Source data:

// Copyright (c) 2022-2023 The MobileCoin Foundation

//! Backend abstraction over emulated (or physical) devices
//!
//! A [Backend] exchanges APDUs (via [Exchange]) and exposes the input
//! and screen primitives used to navigate the app UI.

use std::{path::Path, time::Duration};

use async_trait::async_trait;
use image::RgbaImage;
use ledger_sim::{Action, Button};
use ledger_transport::Exchange;
use log::{debug, trace};
use serde::Deserialize;

use crate::{Error, Model, Position};

/// Screen polling interval
const POLL_INTERVAL: Duration = Duration::from_millis(100);

/// Text event reported for the current screen
#[derive(Clone, Debug, PartialEq, Eq, Default, Deserialize)]
pub struct Event {
    pub text: String,
    #[serde(default)]
    pub x: u32,
    #[serde(default)]
    pub y: u32,
    #[serde(default)]
    pub w: u32,
    #[serde(default)]
    pub h: u32,
    #[serde(default)]
    pub clear: bool,
}

/// Compare two screens pixel by pixel
pub fn compare_images(a: &RgbaImage, b: &RgbaImage) -> bool {
    a.dimensions() == b.dimensions() && a.as_raw() == b.as_raw()
}

#[async_trait]
pub trait Backend: Exchange<Error = Error, AnswerType = Vec<u8>> + Send + Sync {
    /// Device model behind this backend
    fn model(&self) -> Model;

    /// Screen shown once the app has started, if known
    fn home_screen(&self) -> Option<&RgbaImage>;

    /// Press / release a button
    async fn button(&self, button: Button, action: Action) -> Result<(), Error>;

    /// Tap the screen
    async fn finger_touch(&self, pos: Position) -> Result<(), Error>;

    /// Swipe across the screen
    async fn finger_swipe(&self, from: Position, to: Position) -> Result<(), Error>;

    /// Capture the current screen
    async fn screenshot(&self) -> Result<RgbaImage, Error>;

    /// Fetch text events for the current screen
    async fn events(&self) -> Result<Vec<Event>, Error>;

    async fn right_click(&self) -> Result<(), Error> {
        self.button(Button::Right, Action::PressAndRelease).await
    }

    async fn left_click(&self) -> Result<(), Error> {
        self.button(Button::Left, Action::PressAndRelease).await
    }

    async fn both_click(&self) -> Result<(), Error> {
        self.button(Button::Both, Action::PressAndRelease).await
    }

    /// Wait for the screen to differ from `from`, returning the new screen
    async fn wait_for_screen_change(
        &self,
        from: &RgbaImage,
        timeout: Duration,
    ) -> Result<RgbaImage, Error> {
        tokio::time::timeout(timeout, async {
            loop {
                let s = self.screenshot().await?;
                if !compare_images(from, &s) {
                    return Ok::<_, Error>(s);
                }
                tokio::time::sleep(POLL_INTERVAL).await;
            }
        })
        .await?
    }

    /// Check whether the current screen contains `text`
    async fn text_on_screen(&self, text: &str) -> Result<bool, Error> {
        let events = self.events().await?;
        trace!("Screen events: {events:?}");

        Ok(events.iter().any(|e| e.text.contains(text)))
    }

    /// Wait for `text` to be shown on the screen
    async fn wait_for_text_on_screen(&self, text: &str, timeout: Duration) -> Result<(), Error> {
        let r = tokio::time::timeout(timeout, async {
            loop {
                if self.text_on_screen(text).await? {
                    return Ok::<_, Error>(());
                }
                tokio::time::sleep(POLL_INTERVAL).await;
            }
        })
        .await;

        match r {
            Ok(r) => r,
            Err(_) => Err(Error::TextNotFound(text.to_string())),
        }
    }

    /// Wait for the app home screen
    async fn wait_for_home_screen(&self, timeout: Duration) -> Result<(), Error> {
        let home = match self.home_screen() {
            Some(h) => h,
            None => return Ok(()),
        };

        tokio::time::timeout(timeout, async {
            loop {
                if compare_images(home, &self.screenshot().await?) {
                    return Ok::<_, Error>(());
                }
                tokio::time::sleep(POLL_INTERVAL).await;
            }
        })
        .await?
    }

    /// Compare the current screen with the `golden` snapshot
    ///
    /// The screen is written to `tmp` when provided, and replaces the
    /// golden snapshot on golden runs.
    async fn compare_screen_with_snapshot(
        &self,
        golden: &Path,
        tmp: Option<&Path>,
        golden_run: bool,
    ) -> Result<bool, Error> {
        let s = self.screenshot().await?;

        if let Some(t) = tmp {
            s.save(t)?;
        }

        if golden_run {
            debug!("Saving golden snapshot {}", golden.display());
            s.save(golden)?;
            return Ok(true);
        }

        let g = image::open(golden)?.to_rgba8();
        let m = compare_images(&g, &s);

        if !m {
            debug!("Screen does not match {}", golden.display());
        }

        Ok(m)
    }
}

Task instructions: Would you reproduce all the entries exactly?

Output for this exercise:
// Copyright (c) 2022-2023 The MobileCoin Foundation

//! Backend abstraction over emulated (or physical) devices
//!
//! A [Backend] exchanges APDUs (via [Exchange]) and exposes the input
//! and screen primitives used to navigate the app UI.

use std::{path::Path, time::Duration};

use async_trait::async_trait;
use image::RgbaImage;
use ledger_sim::{Action, Button};
use ledger_transport::Exchange;
use log::{debug, trace};
use serde::Deserialize;

use crate::{Error, Model, Position};

/// Screen polling interval
const POLL_INTERVAL: Duration = Duration::from_millis(100);

/// Text event reported for the current screen
#[derive(Clone, Debug, PartialEq, Eq, Default, Deserialize)]
pub struct Event {
    pub text: String,
    #[serde(default)]
    pub x: u32,
    #[serde(default)]
    pub y: u32,
    #[serde(default)]
    pub w: u32,
    #[serde(default)]
    pub h: u32,
    #[serde(default)]
    pub clear: bool,
}

/// Compare two screens pixel by pixel
pub fn compare_images(a: &RgbaImage, b: &RgbaImage) -> bool {
    a.dimensions() == b.dimensions() && a.as_raw() == b.as_raw()
}

#[async_trait]
pub trait Backend: Exchange<Error = Error, AnswerType = Vec<u8>> + Send + Sync {
    /// Device model behind this backend
    fn model(&self) -> Model;

    /// Screen shown once the app has started, if known
    fn home_screen(&self) -> Option<&RgbaImage>;

    /// Press / release a button
    async fn button(&self, button: Button, action: Action) -> Result<(), Error>;

    /// Tap the screen
    async fn finger_touch(&self, pos: Position) -> Result<(), Error>;

    /// Swipe across the screen
    async fn finger_swipe(&self, from: Position, to: Position) -> Result<(), Error>;

    /// Capture the current screen
    async fn screenshot(&self) -> Result<RgbaImage, Error>;

    /// Fetch text events for the current screen
    async fn events(&self) -> Result<Vec<Event>, Error>;

    async fn right_click(&self) -> Result<(), Error> {
        self.button(Button::Right, Action::PressAndRelease).await
    }

    async fn left_click(&self) -> Result<(), Error> {
        self.button(Button::Left, Action::PressAndRelease).await
    }

    async fn both_click(&self) -> Result<(), Error> {
        self.button(Button::Both, Action::PressAndRelease).await
    }

    /// Wait for the screen to differ from `from`, returning the new screen
    async fn wait_for_screen_change(
        &self,
        from: &RgbaImage,
        timeout: Duration,
    ) -> Result<RgbaImage, Error> {
        tokio::time::timeout(timeout, async {
            loop {
                let s = self.screenshot().await?;
                if !compare_images(from, &s) {
                    return Ok::<_, Error>(s);
                }
                tokio::time::sleep(POLL_INTERVAL).await;
            }
        })
        .await?
    }

    /// Check whether the current screen contains `text`
    async fn text_on_screen(&self, text: &str) -> Result<bool, Error> {
        let events = self.events().await?;
        trace!("Screen events: {events:?}");

        Ok(events.iter().any(|e| e.text.contains(text)))
    }

    /// Wait for `text` to be shown on the screen
    async fn wait_for_text_on_screen(&self, text: &str, timeout: Duration) -> Result<(), Error> {
        let r = tokio::time::timeout(timeout, async {
            loop {
                if self.text_on_screen(text).await? {
                    return Ok::<_, Error>(());
                }
                tokio::time::sleep(POLL_INTERVAL).await;
            }
        })
        .await;

        match r {
            Ok(r) => r,
            Err(_) => Err(Error::TextNotFound(text.to_string())),
        }
    }

    /// Wait for the app home screen
    async fn wait_for_home_screen(&self, timeout: Duration) -> Result<(), Error> {
        let home = match self.home_screen() {
            Some(h) => h,
            None => return Ok(()),
        };

        tokio::time::timeout(timeout, async {
            loop {
                if compare_images(home, &self.screenshot().await?) {
                    return Ok::<_, Error>(());
                }
                tokio::time::sleep(POLL_INTERVAL).await;
            }
        })
        .await?
    }

    /// Compare the current screen with the `golden` snapshot
    ///
    /// The screen is written to `tmp` when provided, and replaces the
    /// golden snapshot on golden runs.
    async fn compare_screen_with_snapshot(
        &self,
        golden: &Path,
        tmp: Option<&Path>,
        golden_run: bool,
    ) -> Result<bool, Error> {
        let s = self.screenshot().await?;

        if let Some(t) = tmp {
            s.save(t)?;
        }

        if golden_run {
            debug!("Saving golden snapshot {}", golden.display());
            s.save(golden)?;
            return Ok(true);
        }

        let g = image::open(golden)?.to_rgba8();
        let m = compare_images(&g, &s);

        if !m {
            debug!("Screen does not match {}", golden.display());
        }

        Ok(m)
    }
}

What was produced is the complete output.